Once the line with "#[serde(flatten)]" is found in the data, output it and each following line exactly, up to and including the line with "pub use crate::status::api::*;", and nothing before or after.
====== DATASET RECORDS
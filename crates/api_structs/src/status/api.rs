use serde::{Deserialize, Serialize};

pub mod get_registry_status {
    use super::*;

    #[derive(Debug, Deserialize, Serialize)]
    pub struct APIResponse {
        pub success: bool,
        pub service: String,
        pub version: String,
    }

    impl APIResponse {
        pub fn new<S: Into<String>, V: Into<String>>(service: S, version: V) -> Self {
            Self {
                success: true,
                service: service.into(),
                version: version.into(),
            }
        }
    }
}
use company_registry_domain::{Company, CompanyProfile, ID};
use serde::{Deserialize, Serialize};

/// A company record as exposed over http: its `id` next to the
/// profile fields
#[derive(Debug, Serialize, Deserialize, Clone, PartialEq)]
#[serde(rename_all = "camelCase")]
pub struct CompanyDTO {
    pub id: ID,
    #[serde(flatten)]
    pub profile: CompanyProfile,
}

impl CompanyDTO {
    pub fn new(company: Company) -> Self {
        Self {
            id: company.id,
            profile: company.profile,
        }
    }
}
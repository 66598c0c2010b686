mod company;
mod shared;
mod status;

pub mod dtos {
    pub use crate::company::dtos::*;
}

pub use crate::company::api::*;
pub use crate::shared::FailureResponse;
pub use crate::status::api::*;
============
====== DATASET RECORDS
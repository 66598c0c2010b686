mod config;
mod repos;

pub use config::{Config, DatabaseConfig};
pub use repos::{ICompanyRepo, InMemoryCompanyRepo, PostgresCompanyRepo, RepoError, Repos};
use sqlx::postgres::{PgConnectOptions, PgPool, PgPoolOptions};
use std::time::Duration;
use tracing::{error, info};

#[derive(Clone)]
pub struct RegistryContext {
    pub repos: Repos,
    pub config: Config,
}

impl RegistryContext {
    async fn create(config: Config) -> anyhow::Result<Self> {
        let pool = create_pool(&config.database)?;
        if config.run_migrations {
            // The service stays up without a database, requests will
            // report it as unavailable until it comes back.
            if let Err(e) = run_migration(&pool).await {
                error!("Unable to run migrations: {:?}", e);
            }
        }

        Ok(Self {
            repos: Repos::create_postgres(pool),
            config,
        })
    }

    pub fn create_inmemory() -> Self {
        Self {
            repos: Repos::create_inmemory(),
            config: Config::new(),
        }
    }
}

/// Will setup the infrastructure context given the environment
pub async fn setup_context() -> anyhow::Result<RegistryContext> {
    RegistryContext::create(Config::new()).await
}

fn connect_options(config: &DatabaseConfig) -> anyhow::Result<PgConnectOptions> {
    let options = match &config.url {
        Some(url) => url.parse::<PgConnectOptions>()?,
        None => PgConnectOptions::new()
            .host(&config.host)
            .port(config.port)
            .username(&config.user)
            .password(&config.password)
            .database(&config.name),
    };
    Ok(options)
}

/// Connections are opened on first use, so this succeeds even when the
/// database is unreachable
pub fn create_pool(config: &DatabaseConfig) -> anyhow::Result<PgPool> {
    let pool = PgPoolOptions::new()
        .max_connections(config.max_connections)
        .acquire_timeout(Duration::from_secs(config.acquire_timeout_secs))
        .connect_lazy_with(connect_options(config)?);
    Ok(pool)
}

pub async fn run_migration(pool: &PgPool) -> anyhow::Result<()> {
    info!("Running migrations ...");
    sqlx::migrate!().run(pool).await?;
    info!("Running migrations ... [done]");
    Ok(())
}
============
====== DATASET RECORDS
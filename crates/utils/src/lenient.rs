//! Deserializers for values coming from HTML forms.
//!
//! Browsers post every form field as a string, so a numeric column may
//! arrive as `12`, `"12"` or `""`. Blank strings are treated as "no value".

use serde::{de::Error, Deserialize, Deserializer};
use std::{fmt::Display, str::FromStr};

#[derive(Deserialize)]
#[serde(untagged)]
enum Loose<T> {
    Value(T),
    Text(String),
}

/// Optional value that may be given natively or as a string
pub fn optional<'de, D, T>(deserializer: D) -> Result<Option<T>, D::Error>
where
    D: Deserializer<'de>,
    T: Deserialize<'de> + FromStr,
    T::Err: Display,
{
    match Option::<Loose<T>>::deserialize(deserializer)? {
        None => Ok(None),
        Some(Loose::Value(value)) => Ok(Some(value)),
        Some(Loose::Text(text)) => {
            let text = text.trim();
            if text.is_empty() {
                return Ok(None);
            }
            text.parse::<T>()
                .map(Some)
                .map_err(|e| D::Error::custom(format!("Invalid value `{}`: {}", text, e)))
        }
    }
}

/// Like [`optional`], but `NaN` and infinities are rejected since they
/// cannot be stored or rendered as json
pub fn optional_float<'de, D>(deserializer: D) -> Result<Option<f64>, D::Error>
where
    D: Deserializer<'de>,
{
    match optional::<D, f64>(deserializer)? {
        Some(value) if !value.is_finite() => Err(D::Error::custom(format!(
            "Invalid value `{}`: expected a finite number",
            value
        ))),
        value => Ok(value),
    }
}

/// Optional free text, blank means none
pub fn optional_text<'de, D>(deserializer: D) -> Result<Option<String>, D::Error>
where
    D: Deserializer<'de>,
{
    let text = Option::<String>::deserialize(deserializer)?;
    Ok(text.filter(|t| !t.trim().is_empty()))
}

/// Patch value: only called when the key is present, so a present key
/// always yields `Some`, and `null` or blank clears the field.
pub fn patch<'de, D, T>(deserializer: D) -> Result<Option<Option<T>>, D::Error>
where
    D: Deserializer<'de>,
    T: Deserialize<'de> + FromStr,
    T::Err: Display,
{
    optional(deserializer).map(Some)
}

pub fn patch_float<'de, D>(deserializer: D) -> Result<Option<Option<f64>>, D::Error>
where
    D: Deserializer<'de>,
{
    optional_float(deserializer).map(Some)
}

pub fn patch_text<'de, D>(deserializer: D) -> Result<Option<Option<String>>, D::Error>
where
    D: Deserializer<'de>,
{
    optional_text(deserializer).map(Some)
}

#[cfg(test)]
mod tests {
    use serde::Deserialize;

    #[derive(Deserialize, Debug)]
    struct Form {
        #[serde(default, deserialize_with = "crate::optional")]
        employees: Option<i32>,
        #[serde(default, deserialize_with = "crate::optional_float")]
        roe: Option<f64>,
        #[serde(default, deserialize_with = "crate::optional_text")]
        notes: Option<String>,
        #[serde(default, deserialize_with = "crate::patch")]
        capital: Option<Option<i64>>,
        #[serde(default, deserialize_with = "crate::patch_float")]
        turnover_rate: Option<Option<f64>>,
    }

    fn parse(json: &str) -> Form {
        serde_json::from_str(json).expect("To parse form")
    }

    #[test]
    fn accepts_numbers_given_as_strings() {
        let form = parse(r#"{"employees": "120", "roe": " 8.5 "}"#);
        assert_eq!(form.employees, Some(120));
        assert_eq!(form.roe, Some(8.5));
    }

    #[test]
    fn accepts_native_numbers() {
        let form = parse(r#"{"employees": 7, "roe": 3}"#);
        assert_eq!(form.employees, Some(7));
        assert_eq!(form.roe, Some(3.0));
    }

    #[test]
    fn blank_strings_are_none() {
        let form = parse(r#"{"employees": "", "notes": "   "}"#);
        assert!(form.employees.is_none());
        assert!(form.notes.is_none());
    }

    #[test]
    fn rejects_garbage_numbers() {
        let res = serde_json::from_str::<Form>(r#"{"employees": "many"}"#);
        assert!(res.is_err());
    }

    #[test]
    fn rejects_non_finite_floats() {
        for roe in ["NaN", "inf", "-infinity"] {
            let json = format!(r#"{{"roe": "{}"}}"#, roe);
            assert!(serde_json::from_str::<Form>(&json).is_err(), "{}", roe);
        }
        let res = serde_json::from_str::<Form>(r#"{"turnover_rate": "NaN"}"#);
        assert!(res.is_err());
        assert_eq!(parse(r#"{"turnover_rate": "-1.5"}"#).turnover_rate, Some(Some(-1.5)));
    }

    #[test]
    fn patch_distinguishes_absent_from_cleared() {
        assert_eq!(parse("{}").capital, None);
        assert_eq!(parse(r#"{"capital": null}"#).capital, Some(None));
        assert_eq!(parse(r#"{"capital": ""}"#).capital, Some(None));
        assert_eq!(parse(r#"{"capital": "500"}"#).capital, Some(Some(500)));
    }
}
============
ANSWER AREA:
    #[serde(flatten)]
    pub profile: CompanyProfile,
}

impl CompanyDTO {
    pub fn new(company: Company) -> Self {
        Self {
            id: company.id,
            profile: company.profile,
        }
    }
}
repository 66598c0c2010b686
mod company;
mod shared;
mod status;

pub mod dtos {
    pub use crate::company::dtos::*;
}

pub use crate::company::api::*;
pub use crate::shared::FailureResponse;
pub use crate::status::api::*;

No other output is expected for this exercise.